**** EXTRACTED RECORDS

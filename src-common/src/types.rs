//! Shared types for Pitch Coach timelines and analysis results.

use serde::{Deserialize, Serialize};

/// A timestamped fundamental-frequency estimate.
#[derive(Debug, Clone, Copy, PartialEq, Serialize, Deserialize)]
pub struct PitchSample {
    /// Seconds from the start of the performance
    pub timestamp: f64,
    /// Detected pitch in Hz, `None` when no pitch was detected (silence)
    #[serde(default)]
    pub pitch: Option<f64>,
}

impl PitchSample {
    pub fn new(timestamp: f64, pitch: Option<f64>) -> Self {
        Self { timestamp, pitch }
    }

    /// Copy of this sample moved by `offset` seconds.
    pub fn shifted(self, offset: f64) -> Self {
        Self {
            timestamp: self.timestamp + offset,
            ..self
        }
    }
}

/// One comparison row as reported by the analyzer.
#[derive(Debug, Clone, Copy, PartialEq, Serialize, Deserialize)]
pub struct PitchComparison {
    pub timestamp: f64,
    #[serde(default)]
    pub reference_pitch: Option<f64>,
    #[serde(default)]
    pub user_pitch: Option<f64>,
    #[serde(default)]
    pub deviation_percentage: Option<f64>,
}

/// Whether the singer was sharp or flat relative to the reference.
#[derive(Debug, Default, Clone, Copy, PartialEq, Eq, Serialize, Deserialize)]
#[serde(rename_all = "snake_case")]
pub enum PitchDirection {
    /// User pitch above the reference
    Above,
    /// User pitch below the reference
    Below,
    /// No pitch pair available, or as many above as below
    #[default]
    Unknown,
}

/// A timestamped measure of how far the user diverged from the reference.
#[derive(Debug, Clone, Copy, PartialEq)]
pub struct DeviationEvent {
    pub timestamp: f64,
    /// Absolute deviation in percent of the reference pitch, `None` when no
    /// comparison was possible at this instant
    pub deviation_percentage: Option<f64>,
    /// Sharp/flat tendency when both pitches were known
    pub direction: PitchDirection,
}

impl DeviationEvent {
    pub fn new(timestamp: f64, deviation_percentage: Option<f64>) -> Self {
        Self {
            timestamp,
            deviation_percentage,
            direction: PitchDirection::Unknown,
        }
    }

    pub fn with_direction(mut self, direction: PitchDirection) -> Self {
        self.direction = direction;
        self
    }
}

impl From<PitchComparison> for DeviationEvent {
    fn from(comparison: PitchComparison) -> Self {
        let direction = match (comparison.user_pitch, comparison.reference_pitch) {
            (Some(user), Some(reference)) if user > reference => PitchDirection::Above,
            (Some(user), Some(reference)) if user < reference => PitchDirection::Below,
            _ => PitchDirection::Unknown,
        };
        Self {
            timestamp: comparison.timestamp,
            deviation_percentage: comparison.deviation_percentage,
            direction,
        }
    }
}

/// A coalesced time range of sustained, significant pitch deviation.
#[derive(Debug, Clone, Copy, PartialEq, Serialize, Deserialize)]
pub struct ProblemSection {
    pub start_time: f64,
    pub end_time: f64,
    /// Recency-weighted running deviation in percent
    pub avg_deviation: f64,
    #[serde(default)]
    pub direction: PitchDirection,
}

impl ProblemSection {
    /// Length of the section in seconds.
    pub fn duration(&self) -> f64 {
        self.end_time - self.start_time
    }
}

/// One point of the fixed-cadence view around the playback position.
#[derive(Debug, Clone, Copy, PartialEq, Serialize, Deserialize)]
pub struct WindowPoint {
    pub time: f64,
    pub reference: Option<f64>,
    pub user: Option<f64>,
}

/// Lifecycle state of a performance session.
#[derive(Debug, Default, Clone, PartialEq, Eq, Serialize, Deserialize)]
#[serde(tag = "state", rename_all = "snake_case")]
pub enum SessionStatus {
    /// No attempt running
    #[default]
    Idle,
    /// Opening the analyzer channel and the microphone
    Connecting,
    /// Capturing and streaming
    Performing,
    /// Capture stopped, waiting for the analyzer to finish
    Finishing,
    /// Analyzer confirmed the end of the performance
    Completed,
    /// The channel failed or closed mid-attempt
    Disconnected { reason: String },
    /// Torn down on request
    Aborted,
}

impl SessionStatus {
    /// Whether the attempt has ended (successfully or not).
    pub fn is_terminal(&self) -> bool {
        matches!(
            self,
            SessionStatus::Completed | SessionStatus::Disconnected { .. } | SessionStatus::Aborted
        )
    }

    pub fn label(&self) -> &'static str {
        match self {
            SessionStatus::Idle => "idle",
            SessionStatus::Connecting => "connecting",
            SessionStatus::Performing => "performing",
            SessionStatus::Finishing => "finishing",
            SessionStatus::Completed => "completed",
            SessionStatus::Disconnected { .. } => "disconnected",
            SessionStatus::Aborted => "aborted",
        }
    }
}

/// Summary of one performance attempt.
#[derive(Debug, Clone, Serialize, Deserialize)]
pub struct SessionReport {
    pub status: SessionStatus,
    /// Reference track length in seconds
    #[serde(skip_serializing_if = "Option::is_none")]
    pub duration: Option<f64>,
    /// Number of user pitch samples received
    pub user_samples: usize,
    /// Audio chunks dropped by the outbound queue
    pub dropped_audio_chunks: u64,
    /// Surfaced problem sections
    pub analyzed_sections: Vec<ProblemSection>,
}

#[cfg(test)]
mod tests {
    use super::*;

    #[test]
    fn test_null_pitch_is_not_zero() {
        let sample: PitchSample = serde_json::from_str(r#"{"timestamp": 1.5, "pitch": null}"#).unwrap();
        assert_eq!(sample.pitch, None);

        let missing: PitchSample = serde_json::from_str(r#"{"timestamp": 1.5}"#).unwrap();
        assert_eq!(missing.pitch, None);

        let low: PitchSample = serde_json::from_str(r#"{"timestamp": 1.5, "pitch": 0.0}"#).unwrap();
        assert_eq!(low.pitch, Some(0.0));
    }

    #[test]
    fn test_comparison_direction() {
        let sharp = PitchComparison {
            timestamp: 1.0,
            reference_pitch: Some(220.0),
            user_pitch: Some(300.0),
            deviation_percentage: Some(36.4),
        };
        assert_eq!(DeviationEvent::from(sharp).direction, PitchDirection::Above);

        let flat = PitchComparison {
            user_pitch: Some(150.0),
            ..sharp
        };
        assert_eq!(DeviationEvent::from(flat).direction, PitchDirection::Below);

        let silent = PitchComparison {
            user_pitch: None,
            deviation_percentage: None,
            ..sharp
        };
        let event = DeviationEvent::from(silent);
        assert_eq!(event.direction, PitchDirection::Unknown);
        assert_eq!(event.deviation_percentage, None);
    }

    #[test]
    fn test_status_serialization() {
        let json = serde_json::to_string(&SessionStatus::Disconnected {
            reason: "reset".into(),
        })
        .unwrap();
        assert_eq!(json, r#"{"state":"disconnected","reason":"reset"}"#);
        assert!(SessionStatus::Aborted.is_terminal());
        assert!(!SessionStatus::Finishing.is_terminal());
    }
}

********
**** EXTRACTED RECORDS

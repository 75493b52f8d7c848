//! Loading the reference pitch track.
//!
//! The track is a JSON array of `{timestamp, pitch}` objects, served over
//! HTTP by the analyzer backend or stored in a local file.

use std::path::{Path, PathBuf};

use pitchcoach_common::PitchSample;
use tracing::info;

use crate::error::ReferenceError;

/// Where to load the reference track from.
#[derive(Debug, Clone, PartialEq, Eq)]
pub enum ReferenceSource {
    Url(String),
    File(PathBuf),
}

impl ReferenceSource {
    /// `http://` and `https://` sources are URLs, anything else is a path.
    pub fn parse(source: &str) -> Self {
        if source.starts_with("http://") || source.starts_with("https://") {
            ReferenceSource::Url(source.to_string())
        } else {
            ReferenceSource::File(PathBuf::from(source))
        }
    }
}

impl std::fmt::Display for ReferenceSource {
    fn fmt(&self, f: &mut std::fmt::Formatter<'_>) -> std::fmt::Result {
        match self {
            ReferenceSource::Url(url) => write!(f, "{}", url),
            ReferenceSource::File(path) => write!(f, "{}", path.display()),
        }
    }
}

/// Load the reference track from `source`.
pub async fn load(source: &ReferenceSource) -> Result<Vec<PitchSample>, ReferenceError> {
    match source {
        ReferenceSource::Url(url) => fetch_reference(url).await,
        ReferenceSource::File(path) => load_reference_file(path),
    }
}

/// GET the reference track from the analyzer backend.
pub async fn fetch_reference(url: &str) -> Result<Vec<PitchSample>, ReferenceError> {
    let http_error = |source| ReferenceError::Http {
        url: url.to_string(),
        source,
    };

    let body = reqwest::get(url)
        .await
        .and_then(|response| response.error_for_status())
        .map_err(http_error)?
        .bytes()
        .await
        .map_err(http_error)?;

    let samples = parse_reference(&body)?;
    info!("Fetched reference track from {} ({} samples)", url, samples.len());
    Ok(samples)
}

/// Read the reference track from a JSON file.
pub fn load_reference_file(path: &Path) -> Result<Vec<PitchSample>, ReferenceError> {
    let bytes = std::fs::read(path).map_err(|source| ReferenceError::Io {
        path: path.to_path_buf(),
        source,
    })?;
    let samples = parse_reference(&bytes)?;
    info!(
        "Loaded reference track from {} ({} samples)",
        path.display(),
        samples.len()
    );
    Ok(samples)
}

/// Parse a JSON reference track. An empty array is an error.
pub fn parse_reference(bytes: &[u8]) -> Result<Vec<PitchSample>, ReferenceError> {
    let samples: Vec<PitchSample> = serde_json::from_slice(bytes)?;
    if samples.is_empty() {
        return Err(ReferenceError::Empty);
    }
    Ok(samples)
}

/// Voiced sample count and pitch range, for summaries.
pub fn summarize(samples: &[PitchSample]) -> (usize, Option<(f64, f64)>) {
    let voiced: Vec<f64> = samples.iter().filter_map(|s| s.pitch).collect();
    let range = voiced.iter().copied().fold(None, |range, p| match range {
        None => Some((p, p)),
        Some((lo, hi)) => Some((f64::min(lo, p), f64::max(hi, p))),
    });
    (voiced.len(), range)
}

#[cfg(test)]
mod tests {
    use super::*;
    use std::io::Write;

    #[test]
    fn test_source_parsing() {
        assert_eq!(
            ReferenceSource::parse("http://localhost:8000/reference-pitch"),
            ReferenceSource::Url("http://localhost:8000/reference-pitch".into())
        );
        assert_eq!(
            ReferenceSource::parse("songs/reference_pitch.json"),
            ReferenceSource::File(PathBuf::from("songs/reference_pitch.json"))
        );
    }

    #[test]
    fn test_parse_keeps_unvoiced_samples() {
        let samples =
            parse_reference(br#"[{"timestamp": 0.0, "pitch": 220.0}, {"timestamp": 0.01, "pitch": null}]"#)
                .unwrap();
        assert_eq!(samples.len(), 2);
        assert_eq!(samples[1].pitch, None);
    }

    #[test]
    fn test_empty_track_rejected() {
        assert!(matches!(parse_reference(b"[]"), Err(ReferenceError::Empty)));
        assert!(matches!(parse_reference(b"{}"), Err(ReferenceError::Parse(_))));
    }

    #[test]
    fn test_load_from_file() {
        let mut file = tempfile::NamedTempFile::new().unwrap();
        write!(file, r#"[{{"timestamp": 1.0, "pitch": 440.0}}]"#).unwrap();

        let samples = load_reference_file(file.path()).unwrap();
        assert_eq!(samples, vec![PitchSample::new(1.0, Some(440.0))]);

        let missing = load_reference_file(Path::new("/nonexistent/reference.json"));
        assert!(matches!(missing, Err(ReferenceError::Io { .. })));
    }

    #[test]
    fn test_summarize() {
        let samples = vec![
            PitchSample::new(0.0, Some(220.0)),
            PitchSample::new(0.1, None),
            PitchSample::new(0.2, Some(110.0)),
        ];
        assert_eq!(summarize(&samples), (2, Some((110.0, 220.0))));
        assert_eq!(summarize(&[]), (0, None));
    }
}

********

Please transcribe only the lines in the records above running from the line that has "filename src-common/src/types.rs" through the line that has "was detected (silence)", both included, exactly as they appear.

filename src-common/src/types.rs
//! Shared types for Pitch Coach timelines and analysis results.

use serde::{Deserialize, Serialize};

/// A timestamped fundamental-frequency estimate.
#[derive(Debug, Clone, Copy, PartialEq, Serialize, Deserialize)]
pub struct PitchSample {
    /// Seconds from the start of the performance
    pub timestamp: f64,
    /// Detected pitch in Hz, `None` when no pitch was detected (silence)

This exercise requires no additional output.